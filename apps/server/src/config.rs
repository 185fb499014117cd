/// Server configuration, read from the environment.
#[derive(Clone, Debug)]
pub struct Config {
    pub listen_addr: String,
    /// Directory holding the SQLite database file.
    pub data_dir: String,
    /// Base64-encoded 32-byte JWT signing secret.
    pub secret_key: String,
    pub token_ttl_secs: u64,
}

impl Config {
    pub fn from_env() -> Self {
        Self {
            listen_addr: std::env::var("NE_LISTEN_ADDR")
                .unwrap_or_else(|_| "127.0.0.1:8080".to_string()),
            data_dir: std::env::var("NE_DATA_DIR").unwrap_or_else(|_| "./data".to_string()),
            secret_key: std::env::var("NE_SECRET_KEY").unwrap_or_default(),
            token_ttl_secs: std::env::var("NE_TOKEN_TTL_SECS")
                .ok()
                .and_then(|v| v.parse().ok())
                .unwrap_or(86_400),
        }
    }
}
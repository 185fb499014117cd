pub mod model;
pub mod repository;

pub use model::{InvestmentDB, MonthlyInterestDB};
pub use repository::InvestmentRepository;
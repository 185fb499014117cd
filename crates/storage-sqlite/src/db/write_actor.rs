//! Single-writer actor for SQLite.
//!
//! All mutations funnel through one dedicated connection, processed serially.
//! Every job runs inside an immediate transaction, so a multi-statement
//! write (such as confirming interest and updating the investment's
//! aggregates) commits or rolls back as a unit.

use super::DbPool;
use crate::errors::StorageError;
use diesel::SqliteConnection;
use nestegg_core::errors::Result;
use std::any::Any;
use tokio::sync::{mpsc, oneshot};

type Job<T> = Box<dyn FnOnce(&mut SqliteConnection) -> Result<T> + Send + 'static>;

type ErasedJob = Job<Box<dyn Any + Send + 'static>>;
type ErasedReply = oneshot::Sender<Result<Box<dyn Any + Send + 'static>>>;

/// Handle for sending jobs to the writer actor.
#[derive(Clone)]
pub struct WriteHandle {
    tx: mpsc::Sender<(ErasedJob, ErasedReply)>,
}

impl WriteHandle {
    /// Executes a database job on the writer actor's dedicated connection,
    /// inside a transaction.
    pub async fn exec<F, T>(&self, job: F) -> Result<T>
    where
        F: FnOnce(&mut SqliteConnection) -> Result<T> + Send + 'static,
        T: Send + 'static + Any,
    {
        let (ret_tx, ret_rx) = oneshot::channel();

        self.tx
            .send((
                Box::new(move |c| job(c).map(|v| Box::new(v) as Box<dyn Any + Send>)),
                ret_tx,
            ))
            .await
            .expect("writer actor's receiving channel was closed");

        ret_rx
            .await
            .expect("writer actor dropped the reply sender without sending a result")
            .map(|boxed: Box<dyn Any + Send + 'static>| {
                *boxed
                    .downcast::<T>()
                    .unwrap_or_else(|_| panic!("failed to downcast writer actor result"))
            })
    }
}

/// Spawns a background Tokio task that acts as the single writer to the
/// database. The actor owns one connection from the pool and processes write
/// jobs serially, each wrapped in an immediate transaction.
pub fn spawn_writer(pool: DbPool) -> WriteHandle {
    let (tx, mut rx) = mpsc::channel::<(ErasedJob, ErasedReply)>(1024);

    tokio::spawn(async move {
        let mut conn = pool
            .get()
            .expect("failed to get a connection from the DB pool for the writer actor");

        while let Some((job, reply_tx)) = rx.recv().await {
            let result: Result<Box<dyn Any + Send + 'static>> = conn
                .immediate_transaction::<_, StorageError, _>(|c| {
                    job(c).map_err(StorageError::from)
                })
                .map_err(|e: StorageError| e.into());

            // Ignore error if the receiver has dropped (request cancelled).
            let _ = reply_tx.send(result);
        }
        // rx.recv() returning None means every WriteHandle was dropped, so
        // the actor can terminate.
    });

    WriteHandle { tx }
}
use nestegg_server::api::app_router;
use nestegg_server::config::Config;
use nestegg_server::{build_state, init_tracing};

#[tokio::main]
async fn main() -> anyhow::Result<()> {
    dotenvy::dotenv().ok();
    let config = Config::from_env();
    init_tracing();
    let state = build_state(&config).await?;

    let router = app_router(state);
    tracing::info!("Listening on {}", config.listen_addr);
    let listener = tokio::net::TcpListener::bind(&config.listen_addr).await?;
    axum::serve(listener, router).await?;
    Ok(())
}
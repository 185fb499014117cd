//! Database models for users.

use diesel::prelude::*;
use serde::{Deserialize, Serialize};

use nestegg_core::users::User;

use crate::utils::parse_datetime_tolerant;

/// Database model for users.
#[derive(
    Queryable,
    Identifiable,
    Insertable,
    AsChangeset,
    Selectable,
    PartialEq,
    Serialize,
    Deserialize,
    Debug,
    Clone,
)]
#[diesel(table_name = crate::schema::users)]
#[diesel(check_for_backend(diesel::sqlite::Sqlite))]
#[serde(rename_all = "camelCase")]
pub struct UserDB {
    pub id: String,
    pub name: String,
    pub email: String,
    pub password_hash: String,
    pub preferred_currency: String,
    pub created_at: String,
    pub updated_at: String,
}

impl From<UserDB> for User {
    fn from(db: UserDB) -> Self {
        Self {
            id: db.id,
            name: db.name,
            email: db.email,
            password_hash: db.password_hash,
            preferred_currency: db.preferred_currency,
            created_at: parse_datetime_tolerant(&db.created_at, "users.created_at"),
            updated_at: parse_datetime_tolerant(&db.updated_at, "users.updated_at"),
        }
    }
}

THE PROBLEM
Output exactly the lines of the records from the first through the one bearing "pub use repository::InvestmentRepository;", both ends included.

RESULT OF THE EXERCISE
filename apps/server/src/config.rs
repository 185fb499014117cd
/// Server configuration, read from the environment.
#[derive(Clone, Debug)]
pub struct Config {
    pub listen_addr: String,
    /// Directory holding the SQLite database file.
    pub data_dir: String,
    /// Base64-encoded 32-byte JWT signing secret.
    pub secret_key: String,
    pub token_ttl_secs: u64,
}

impl Config {
    pub fn from_env() -> Self {
        Self {
            listen_addr: std::env::var("NE_LISTEN_ADDR")
                .unwrap_or_else(|_| "127.0.0.1:8080".to_string()),
            data_dir: std::env::var("NE_DATA_DIR").unwrap_or_else(|_| "./data".to_string()),
            secret_key: std::env::var("NE_SECRET_KEY").unwrap_or_default(),
            token_ttl_secs: std::env::var("NE_TOKEN_TTL_SECS")
                .ok()
                .and_then(|v| v.parse().ok())
                .unwrap_or(86_400),
        }
    }
}
repository 185fb499014117cd
pub mod model;
pub mod repository;

pub use model::{InvestmentDB, MonthlyInterestDB};
pub use repository::InvestmentRepository;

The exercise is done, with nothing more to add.